----- Extracted data -----
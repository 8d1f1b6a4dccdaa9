//! Display loop thread: ticks the clock on its interval, renders each
//! snapshot and hands the frame to a sink.
//!
//! The session is moved into the thread, which owns it from then on.
//! Commands arrive via `mpsc` channel and are applied while the loop
//! waits between frames. The latest frame is also stored in shared
//! state for synchronous polling.

use std::io;
use std::sync::mpsc::{self, RecvTimeoutError};
use std::thread::JoinHandle;
use std::time::Instant;

use crate::session::DisplaySession;
use crate::sink::PrimitiveSink;
use crate::state::{DisplayLoopCommand, Frame, SharedFrame};

/// Spawns the display loop in a new thread.
///
/// Returns the command sender for the host and the thread handle.
pub fn spawn_display_loop(
    session: DisplaySession,
    mut sink: Box<dyn PrimitiveSink + Send>,
    latest_frame: SharedFrame,
    run_ticks: Option<u64>,
) -> io::Result<(mpsc::Sender<DisplayLoopCommand>, JoinHandle<()>)> {
    let (cmd_tx, cmd_rx) = mpsc::channel::<DisplayLoopCommand>();

    let handle = std::thread::Builder::new()
        .name("tsa-display-loop".into())
        .spawn(move || {
            run_display_loop(session, cmd_rx, &latest_frame, sink.as_mut(), run_ticks);
        })?;

    Ok((cmd_tx, handle))
}

/// The display loop. Runs until `run_ticks` clock ticks have been
/// rendered, a Shutdown command arrives or the channel disconnects.
/// Returns the session so callers can inspect its final state.
pub fn run_display_loop(
    mut session: DisplaySession,
    cmd_rx: mpsc::Receiver<DisplayLoopCommand>,
    latest_frame: &SharedFrame,
    sink: &mut dyn PrimitiveSink,
    run_ticks: Option<u64>,
) -> DisplaySession {
    log::info!(
        "display loop started: interval {} ms, run_ticks {:?}",
        session.clock().interval_ms(),
        run_ticks
    );
    publish(session.redraw(), latest_frame, sink);

    let mut next_frame_time = Instant::now();
    loop {
        let interval = session.clock().interval();
        next_frame_time += interval;

        // 1. Apply commands until the next frame is due
        if !wait_for_frame(&cmd_rx, &mut session, next_frame_time) {
            log::info!("display loop shutting down");
            return session;
        }

        // 2. Advance one tick (the clock holds its snapshot while stopped)
        let frame = session.step();
        let tick = frame.state.tick;

        // 3. Hand off and store for polling
        publish(frame, latest_frame, sink);

        if run_ticks.is_some_and(|limit| tick >= limit) {
            log::info!("display loop finished after {tick} ticks");
            return session;
        }

        // Too far behind: reset to avoid a catch-up spiral
        let now = Instant::now();
        if now > next_frame_time && now - next_frame_time > interval * 2 {
            next_frame_time = now;
        }
    }
}

/// Apply incoming commands until `deadline`. Returns false when the loop
/// should stop.
fn wait_for_frame(
    cmd_rx: &mpsc::Receiver<DisplayLoopCommand>,
    session: &mut DisplaySession,
    deadline: Instant,
) -> bool {
    loop {
        let timeout = deadline.saturating_duration_since(Instant::now());
        match cmd_rx.recv_timeout(timeout) {
            Ok(DisplayLoopCommand::Display(cmd)) => session.apply(cmd),
            Ok(DisplayLoopCommand::Shutdown) => return false,
            Err(RecvTimeoutError::Timeout) => return true,
            Err(RecvTimeoutError::Disconnected) => return false,
        }
    }
}

fn publish(frame: Frame, latest_frame: &SharedFrame, sink: &mut dyn PrimitiveSink) {
    if let Err(err) = sink.present(&frame) {
        log::warn!("sink failed on tick {}: {err}", frame.state.tick);
    }
    if let Ok(mut lock) = latest_frame.lock() {
        *lock = Some(frame);
    }
}

#[cfg(test)]
mod tests {
    use super::*;
    use std::sync::{Arc, Mutex};
    use std::time::Duration;
    use test_log::test;

    use tsa_core::commands::DisplayCommand;
    use tsa_core::enums::VectorKind;
    use tsa_core::types::{Point2D, Rect, TacticalVector};

    use crate::config::AppConfig;
    use crate::sink::RecordingSink;

    fn fast_session() -> DisplaySession {
        let mut config = AppConfig::default();
        config.clock.interval_ms = 1;
        DisplaySession::new(&config).unwrap()
    }

    fn shared() -> SharedFrame {
        Arc::new(Mutex::new(None))
    }

    fn triangles(frame: &Frame) -> usize {
        frame.primitives.iter().filter(|p| p.name() == "triangle").count()
    }

    #[test]
    fn test_wait_applies_commands_until_shutdown() {
        let (tx, rx) = mpsc::channel();
        tx.send(DisplayLoopCommand::Display(DisplayCommand::SetInterval { ms: 500 }))
            .unwrap();
        tx.send(DisplayLoopCommand::Display(DisplayCommand::Stop)).unwrap();
        tx.send(DisplayLoopCommand::Shutdown).unwrap();

        let mut session = fast_session();
        // A far deadline: only the Shutdown can end the wait.
        let deadline = Instant::now() + Duration::from_secs(60);
        assert!(!wait_for_frame(&rx, &mut session, deadline));
        assert_eq!(session.clock().interval_ms(), 500);
        assert!(!session.clock().is_running());
    }

    #[test]
    fn test_wait_returns_at_deadline() {
        let (tx, rx) = mpsc::channel();
        let mut session = fast_session();

        assert!(wait_for_frame(&rx, &mut session, Instant::now()));

        // Commands already queued are still applied before the frame.
        tx.send(DisplayLoopCommand::Display(DisplayCommand::SetInterval { ms: 40 }))
            .unwrap();
        assert!(wait_for_frame(&rx, &mut session, Instant::now() + Duration::from_millis(5)));
        assert_eq!(session.clock().interval_ms(), 40);

        drop(tx);
        assert!(!wait_for_frame(&rx, &mut session, Instant::now() + Duration::from_secs(60)));
    }

    #[test]
    fn test_runs_configured_ticks() {
        let (_tx, rx) = mpsc::channel();
        let latest = shared();
        let mut sink = RecordingSink::default();

        let session = run_display_loop(fast_session(), rx, &latest, &mut sink, Some(3));

        let ticks: Vec<u64> = sink.frames.iter().map(|f| f.state.tick).collect();
        assert_eq!(ticks, vec![0, 1, 2, 3]);
        assert_eq!(session.clock().snapshot().tick, 3);
        assert_eq!(latest.lock().unwrap().as_ref().unwrap().state.tick, 3);
    }

    #[test]
    fn test_shutdown_after_initial_frame() {
        let (tx, rx) = mpsc::channel();
        tx.send(DisplayLoopCommand::Shutdown).unwrap();
        let mut sink = RecordingSink::default();

        run_display_loop(fast_session(), rx, &shared(), &mut sink, None);
        assert_eq!(sink.frames.len(), 1);
        assert_eq!(sink.frames[0].state.tick, 0);
    }

    #[test]
    fn test_disconnect_ends_loop() {
        let (tx, rx) = mpsc::channel();
        drop(tx);
        let mut sink = RecordingSink::default();

        run_display_loop(fast_session(), rx, &shared(), &mut sink, None);
        assert_eq!(sink.frames.len(), 1);
    }

    #[test]
    fn test_commands_apply_between_frames() {
        let (tx, rx) = mpsc::channel();
        // Hold both ships still so no bearing-rate indicator appears.
        for cmd in [
            DisplayCommand::SetOwnShip { course: 0.0, speed: 0.0 },
            DisplayCommand::SetTarget { course: 90.0, speed: 0.0 },
        ] {
            tx.send(DisplayLoopCommand::Display(cmd)).unwrap();
        }
        let vector = TacticalVector::new(Point2D::ZERO, 45.0, 1.0, VectorKind::CollisionAvoidance);
        tx.send(DisplayLoopCommand::Display(DisplayCommand::AddVector { vector }))
            .unwrap();
        // Degenerate bounds are rejected without stopping the loop.
        tx.send(DisplayLoopCommand::Display(DisplayCommand::SetWorldBounds {
            bounds: Rect::new(1.0, 1.0, 1.0, 1.0),
        }))
        .unwrap();
        let mut sink = RecordingSink::default();

        let session = run_display_loop(fast_session(), rx, &shared(), &mut sink, Some(1));

        assert_eq!(sink.frames.len(), 2);
        assert_eq!(triangles(&sink.frames[0]), 3);
        assert_eq!(triangles(&sink.frames[1]), 4);
        assert_eq!(
            session.renderer().transform().world_bounds(),
            Rect::new(-10.0, -10.0, 10.0, 10.0)
        );
    }

    #[test]
    fn test_spawned_loop_publishes_frames() {
        let latest = shared();
        let (tx, handle) = spawn_display_loop(
            fast_session(),
            Box::new(RecordingSink::default()),
            Arc::clone(&latest),
            Some(2),
        )
        .unwrap();

        handle.join().unwrap();
        drop(tx);
        assert_eq!(latest.lock().unwrap().as_ref().unwrap().state.tick, 2);
    }
}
-----
▶ _Action item_:
Every line in the data that includes the word "speed" should be counted, and only the resulting number given.

▶ _Reply_:
2